I wasn't on any meds before, during, or after so if you are I can't speak to that with any experience.

Seems everyone is on meds so I have trouble being able to offer any insight that doesn't seem overly simplified or cocky.

Bottom line was I was going insane. I still feel crazy at times when things are out of my control, but now I am not as afraid of those out of control times.

I tend to confront issues with the intent of getting some resolution one way or another. Sometimes that means accepting that I might be in for some upcoming trouble. That is sort of what is going on now with me.

I accept that as a possible outcome, accept responsibility for it, and then try to be happy no matter what.

I am so much more happy these days even when under some perception that someone is out to get me or whatever.

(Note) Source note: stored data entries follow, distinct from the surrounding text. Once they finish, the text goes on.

impl<T: 'static> Stream<T> {
    /// Applies `f` to every value, preserving order and timing.
    pub fn map<U: 'static>(&self, f: impl Fn(T) -> U + 'static) -> Stream<U> {
        let source = self.clone();
        let f = Rc::new(f);
        Stream::new(move |out: Subscriber<U>| {
            let f = f.clone();
            let downstream = out.clone();
            let upstream = source.subscribe(move |event| match event {
                Event::Next(value) => downstream.next(f(value)),
                Event::Error(e) => downstream.error(e),
                Event::Complete => downstream.complete(),
            });
            out.add(upstream);
        })
    }

    /// Re-emits only the values for which `predicate` holds.
    pub fn filter(&self, predicate: impl Fn(&T) -> bool + 'static) -> Stream<T> {
        let source = self.clone();
        let predicate = Rc::new(predicate);
        Stream::new(move |out: Subscriber<T>| {
            let predicate = predicate.clone();
            let downstream = out.clone();
            let upstream = source.subscribe(move |event| match event {
                Event::Next(value) => {
                    if predicate(&value) {
                        downstream.next(value);
                    }
                }
                other => downstream.emit(other),
            });
            out.add(upstream);
        })
    }

    /// Runs `effect` on each value before passing it on. Used for logging.
    pub fn tap(&self, effect: impl Fn(&T) + 'static) -> Stream<T> {
        let source = self.clone();
        let effect = Rc::new(effect);
        Stream::new(move |out: Subscriber<T>| {
            let effect = effect.clone();
            let downstream = out.clone();
            let upstream = source.subscribe(move |event| {
                if let Event::Next(value) = &event {
                    effect(value);
                }
                downstream.emit(event);
            });
            out.add(upstream);
        })
    }

    /// On upstream error, stops consuming the source and continues with the
    /// stream returned by `handler`.
    ///
    /// Returning [`Stream::empty`] turns a failure into a quiet completion.
    pub fn catch_error(&self, handler: impl Fn(StreamError) -> Stream<T> + 'static) -> Stream<T> {
        let source = self.clone();
        let handler = Rc::new(handler);
        Stream::new(move |out: Subscriber<T>| {
            let handler = handler.clone();
            let downstream = out.clone();
            let upstream = source.subscribe(move |event| match event {
                Event::Error(e) => handler(e).subscribe_with(downstream.clone()),
                other => downstream.emit(other),
            });
            out.add(upstream);
        })
    }

    /// Folds values into an accumulator seeded with `seed`, emitting each new
    /// accumulator.
    ///
    /// The accumulator belongs to one subscription; nothing outside the reducer
    /// can read or change it.
    pub fn scan<A: Clone + 'static>(
        &self,
        seed: A,
        reducer: impl Fn(&A, T) -> A + 'static,
    ) -> Stream<A> {
        let source = self.clone();
        let reducer = Rc::new(reducer);
        Stream::new(move |out: Subscriber<A>| {
            let reducer = reducer.clone();
            let mut accumulator = seed.clone();
            let downstream = out.clone();
            let upstream = source.subscribe(move |event| match event {
                Event::Next(value) => {
                    accumulator = reducer(&accumulator, value);
                    downstream.next(accumulator.clone());
                }
                Event::Error(e) => downstream.error(e),
                Event::Complete => downstream.complete(),
            });
            out.add(upstream);
        })
    }

    /// Buffers every value and emits them as one `Vec` when the source completes.
    pub fn collect(&self) -> Stream<Vec<T>> {
        let source = self.clone();
        Stream::new(move |out: Subscriber<Vec<T>>| {
            let mut buffer = Vec::new();
            let downstream = out.clone();
            let upstream = source.subscribe(move |event| match event {
                Event::Next(value) => buffer.push(value),
                Event::Error(e) => downstream.error(e),
                Event::Complete => {
                    downstream.next(std::mem::take(&mut buffer));
                    downstream.complete();
                }
            });
            out.add(upstream);
        })
    }

    /// Emits the first `count` values, then completes and releases the source.
    pub fn take(&self, count: usize) -> Stream<T> {
        let source = self.clone();
        Stream::new(move |out: Subscriber<T>| {
            if count == 0 {
                out.complete();
                return;
            }
            let mut left = count;
            let downstream = out.clone();
            let upstream = source.subscribe(move |event| match event {
                // A synchronous source may keep pushing before it is released.
                Event::Next(_) if left == 0 => {}
                Event::Next(value) => {
                    left -= 1;
                    downstream.next(value);
                    if left == 0 {
                        downstream.complete();
                    }
                }
                other => downstream.emit(other),
            });
            out.add(upstream);
        })
    }

    /// Merges this stream with `other`.
    pub fn merge_with(&self, other: &Stream<T>) -> Stream<T> {
        merge(vec![self.clone(), other.clone()])
    }
}

impl<T: Clone + 'static> Stream<T> {
    /// Emits `value` first, then everything from the source.
    pub fn start_with(&self, value: T) -> Stream<T> {
        let source = self.clone();
        Stream::new(move |out: Subscriber<T>| {
            out.next(value.clone());
            if out.is_closed() {
                return;
            }
            source.subscribe_with(out);
        })
    }
}

/// Emits every value from every input as it arrives.
///
/// Completes once all inputs complete; the first error ends the merged stream.
pub fn merge<T: 'static>(streams: Vec<Stream<T>>) -> Stream<T> {
    Stream::new(move |out: Subscriber<T>| {
        if streams.is_empty() {
            out.complete();
            return;
        }
        let remaining = Rc::new(RefCell::new(streams.len()));
        for stream in &streams {
            let remaining = remaining.clone();
            let downstream = out.clone();
            let subscription = stream.subscribe(move |event| match event {
                Event::Next(value) => downstream.next(value),
                Event::Error(e) => downstream.error(e),
                Event::Complete => {
                    let left = {
                        let mut remaining = remaining.borrow_mut();
                        *remaining -= 1;
                        *remaining
                    };
                    if left == 0 {
                        downstream.complete();
                    }
                }
            });
            out.add(subscription);
            if out.is_closed() {
                return;
            }
        }
    })
}

struct Combiner<S> {
    slots: S,
    has_value: Vec<bool>,
    completed: Vec<bool>,
}

impl<S> Combiner<S> {
    fn new(slots: S, inputs: usize) -> Rc<RefCell<Self>> {
        Rc::new(RefCell::new(Self {
            slots,
            has_value: vec![false; inputs],
            completed: vec![false; inputs],
        }))
    }
}

/// Subscribes one input of a latest-value combination.
///
/// `store` writes the new value into its slot, `read` yields the full
/// combination once every slot is filled. An input that completes without ever
/// emitting completes the output, since no combination can follow.
fn attach<V: 'static, S: 'static, O: 'static>(
    out: &Subscriber<O>,
    source: &Stream<V>,
    index: usize,
    state: &Rc<RefCell<Combiner<S>>>,
    store: fn(&mut S, usize, V),
    read: fn(&S) -> Option<O>,
) {
    if out.is_closed() {
        return;
    }
    let state = state.clone();
    let downstream = out.clone();
    let subscription = source.subscribe(move |event| match event {
        Event::Next(value) => {
            let combined = {
                let mut combiner = state.borrow_mut();
                store(&mut combiner.slots, index, value);
                combiner.has_value[index] = true;
                read(&combiner.slots)
            };
            if let Some(combined) = combined {
                downstream.next(combined);
            }
        }
        Event::Error(e) => downstream.error(e),
        Event::Complete => {
            let finished = {
                let mut combiner = state.borrow_mut();
                combiner.completed[index] = true;
                !combiner.has_value[index] || combiner.completed.iter().all(|done| *done)
            };
            if finished {
                downstream.complete();
            }
        }
    });
    out.add(subscription);
}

I called both of my bosses on Friday because I was concerned that I was under some scrutany or whatever. One said there was no problem, the other said there was no problem and stop being paranoid.

I thought to myself...just because I am paranoid doesn't mean they are not out to get me.

Sort of funny how my addict brain works.

When I get even more normalized I imagine I really won't give a hoot what folks think at all and sleep like a baby regardless if my boss is messing me or if I am imagining it.

Just do my best and accept the outcome. That is my usual go to thought. I made my own bed.

Thanks. Thanks. Thanks.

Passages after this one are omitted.